Share Repurchase Program
The following table summarizes stock repurchase activity under the current share repurchase program (in millions):
| | | | | | | | | | | |
| Shares | | Cost |
| As of December 31, 2025 | 138.4 | | | $ | 6,946 | |
| Repurchases | 1.2 | | | 87 | |
| As of March 31, 2026 | 139.6 | | | $ | 7,033 | |
On August 20, 2007, the Company’s Board of Directors (“Board”) authorized a share repurchase program that enabled it to purchase its common stock. As of March 31, 2026, the Board has increased the capacity of the program 11 times, most recently in February 2026 by $750 million, bringing the total authorization under the current program to $7.75 billion. Proceeds received from stock option exercises have increased the repurchase capacity by $115 million since the inception of this program. As of March 31, 2026, the Company had $832 million of remaining availability in its program.
The Company incurred $1 million of excise tax related to share repurchases during both the three months ended March 31, 2026 and 2025, included within Treasury stock on the Condensed Consolidated Balance Sheets.
5. Acquisitions
Other. On February 10, 2025, the Company completed a business acquisition for consideration of $3 million. The fair value of purchase consideration was comprised of $1 million of cash paid at closing and $2 million to be paid in 2027. The acquisition resulted in the recognition of (i) $2 million of definite-lived intangible assets consisting of management agreements, and (ii) $1 million of Property and equipment, net. This business is included within the Vacation Ownership segment.

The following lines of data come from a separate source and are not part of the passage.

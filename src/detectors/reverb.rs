//! Reverb detection from energy decay
//!
//! # RT60
//!
//! RT60 is the time a sound takes to decay by 60 dB after the source stops.
//! In dB the decay of a reverberant tail is close to linear, so a straight
//! line fitted to the tail of the RMS envelope gives the decay rate:
//!
//! ```text
//! RT60 = -60 / (slope_db_per_frame * frames_per_second)
//! ```
//!
//! ```text
//! RT60        | Space
//! ------------|-----------------------------
//! < 0.5 s     | Dry / vocal booth
//! 0.5 - 1.5 s | Room
//! 1.5 - 3 s   | Large room / plate
//! > 3 s       | Hall
//! ```
//!
//! When the recording ends loud there is no final tail to measure, so the
//! detector falls back to fitting the decay after the peak of each 1 s
//! chunk and taking the median.
//!
//! Reverb also smears the spectrum over time: high-band magnitudes change
//! very little from frame to frame.

use super::{EffectKind, EffectResult, MAX_CONFIDENCE};
use crate::analyzer::context::HOP;
use crate::analyzer::AnalysisContext;
use crate::dsp::envelope::{frames_per_second, rms_envelope, to_db_envelope};
use crate::dsp::stats::{argmax, linear_slope, median, round_to, std_dev};
use crate::error::DetectorFailure;

/// How far below the peak a frame still counts as loud
const LOUD_WINDOW_DB: f64 = 10.0;
/// Frames needed after the last loud frame to fit the tail directly
const MIN_TAIL_FRAMES: usize = 10;
/// Slope (dB/frame) a tail must fall faster than
const MIN_DECAY_SLOPE: f64 = -0.001;
const MAX_RT60: f64 = 15.0;

const CHUNK_FRAME: usize = 512;
const CHUNK_HOP: usize = 128;
const CHUNK_MIN_TAIL: usize = 5;
const CHUNK_MIN_SLOPE: f64 = -0.01;
const CHUNK_RT60_RANGE: (f64, f64) = (0.05, 10.0);

/// Spectral flux below this in the upper half of the spectrum means smearing
const SMEARING_FLUX: f64 = 0.001;
const SMEARING_WEIGHT: f64 = 0.15;

pub fn detect(ctx: &AnalysisContext<'_>) -> Result<EffectResult, DetectorFailure> {
    let mut result = EffectResult::new(EffectKind::Reverb);

    let rms_db = to_db_envelope(ctx.rms());
    let Some(peak) = rms_db.iter().copied().reduce(f64::max) else {
        return Ok(result.finish());
    };
    let threshold = peak - LOUD_WINDOW_DB;
    let Some(last_loud) = rms_db.iter().rposition(|&v| v > threshold) else {
        return Ok(result.finish());
    };

    let decay_region = &rms_db[last_loud..];
    if decay_region.len() < MIN_TAIL_FRAMES {
        chunked_decay(ctx, &mut result);
        return Ok(result.finish());
    }

    let fps = frames_per_second(ctx.sample_rate(), HOP);
    if let Some(slope) = linear_slope(decay_region) {
        if slope < MIN_DECAY_SLOPE {
            let rt60 = (-60.0 / (slope * fps)).clamp(0.0, MAX_RT60);
            result.param("estimated_rt60_seconds", round_to(rt60, 3));

            if rt60 > 1.5 {
                result.confidence = MAX_CONFIDENCE.min(0.5 + (rt60 - 1.5) * 0.15);
                result.param("type", if rt60 > 3.0 { "hall" } else { "room" });
                result.evidence(format!("Energy decay RT60 ~ {:.2}s", rt60));
            } else if rt60 > 0.5 {
                result.confidence = 0.3 + (rt60 - 0.5) * 0.2;
                result.param("type", "room");
                result.evidence(format!("Moderate energy decay: RT60 ~ {:.2}s", rt60));
            } else {
                result.confidence = (rt60 * 0.4).max(0.1);
                result.evidence(format!("Minimal decay tail: RT60 ~ {:.2}s", rt60));
            }
        }
    }

    let flux = high_band_flux(ctx);
    result.param("high_band_flux", round_to(flux, 6));
    if flux < SMEARING_FLUX {
        result.confidence = (result.confidence + SMEARING_WEIGHT).min(1.0);
        result.evidence("Low spectral flux in high frequencies (smearing)");
    }

    Ok(result.finish())
}

/// Median RT60 over 1 s chunks, for recordings without a final tail
fn chunked_decay(ctx: &AnalysisContext<'_>, result: &mut EffectResult) {
    let samples = ctx.samples();
    let sr = ctx.sample_rate() as usize;
    let chunk_size = sr;
    let hop = (sr / 2).max(1);
    let fps = frames_per_second(ctx.sample_rate(), CHUNK_HOP);

    let mut decay_times = Vec::new();
    let mut start = 0;
    while start + chunk_size < samples.len() {
        let chunk = &samples[start..start + chunk_size];
        start += hop;

        let chunk_db = to_db_envelope(&rms_envelope(chunk, CHUNK_FRAME, CHUNK_HOP));
        let Some(peak_idx) = argmax(&chunk_db) else {
            continue;
        };
        let tail = &chunk_db[peak_idx..];
        if tail.len() <= CHUNK_MIN_TAIL || std_dev(tail) <= 0.0 {
            continue;
        }
        let Some(slope) = linear_slope(tail) else {
            continue;
        };
        if slope < CHUNK_MIN_SLOPE {
            let rt60 = -60.0 / (slope * fps);
            if rt60 > CHUNK_RT60_RANGE.0 && rt60 < CHUNK_RT60_RANGE.1 {
                decay_times.push(rt60);
            }
        }
    }

    let Some(median_rt60) = median(&decay_times) else {
        return;
    };
    result.param("estimated_rt60_seconds", round_to(median_rt60, 3));
    if median_rt60 > 0.5 {
        result.confidence = MAX_CONFIDENCE.min(0.4 + median_rt60 * 0.3);
        result.evidence(format!(
            "Median RT60 estimate: {:.2}s across {} segments",
            median_rt60,
            decay_times.len()
        ));
    } else if median_rt60 > 0.15 {
        result.confidence = 0.3;
        result.evidence(format!("Short reverb tail: {:.2}s", median_rt60));
    }
}

/// Mean squared frame-to-frame magnitude change over the upper half of the spectrum
fn high_band_flux(ctx: &AnalysisContext<'_>) -> f64 {
    let stft = ctx.stft();
    let start_bin = stft.num_bins() / 2;
    let mut sum = 0.0;
    let mut count = 0usize;
    for pair in stft.magnitudes.windows(2) {
        for (a, b) in pair[0][start_bin..].iter().zip(&pair[1][start_bin..]) {
            sum += (b - a) * (b - a);
            count += 1;
        }
    }
    if count == 0 {
        return 0.0;
    }
    sum / count as f64
}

6. Vacation Ownership Contract Receivables
The Company generates vacation ownership contract receivables (“VOCRs”) by extending financing to the purchasers of its VOIs. Vacation ownership contract receivables, net consisted of the following (in millions):
| | | | | | | | | | | |
| March 31, 2026 | | December 31, 2025 |
| Vacation ownership contract receivables: | | | |
Securitized (a) | $ | 2,218 | | | $ | 2,281 | |
Non-securitized (b) | 1,037 | | | 1,020 | |
| Vacation ownership contract receivables, gross | 3,255 | | | 3,301 | |
| Less: allowance for loan losses | 646 | | | 663 | |
| Vacation ownership contract receivables, net | $ | 2,609 | | | $ | 2,638 | |
(a)Excludes $19 million of accrued interest on VOCRs as of both March 31, 2026 and December 31, 2025, which are included in Trade receivables, net on the Condensed Consolidated Balance Sheets.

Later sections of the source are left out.